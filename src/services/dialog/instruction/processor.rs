use super::{Instruction, InstructionKind, ProcessingResult};
use crate::error::Result;
use crate::models::{DialogSession, Event};
use crate::services::dialog::election::Election;
use crate::services::dialog::strategies::{ActionStrategy, InstructionStrategy, TransitionStrategy};

/// Everything an instruction may read while it executes.
#[derive(Debug, Clone, Copy)]
pub struct InstructionContext<'a> {
    pub session: &'a DialogSession,
    pub event: &'a Event,
    pub election: &'a Election,
}

/// Routes each instruction to the strategy for its kind.
pub struct InstructionProcessor {
    action: ActionStrategy,
    transition: TransitionStrategy,
}

impl InstructionProcessor {
    pub fn new(action: ActionStrategy) -> Self {
        Self {
            action,
            transition: TransitionStrategy,
        }
    }

    pub async fn process(&self, instruction: &Instruction, ctx: &InstructionContext<'_>) -> Result<ProcessingResult> {
        match instruction.kind {
            InstructionKind::OnEnter | InstructionKind::OnReceive => self.action.execute(instruction, ctx).await,
            InstructionKind::Transition => self.transition.execute(instruction, ctx).await,
            InstructionKind::Wait => Ok(ProcessingResult::Wait),
        }
    }
}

== Task to carry out ==
Wherever a line above contains the string "InstructionContext", count it; then give the total alone.

== Expected output ==
2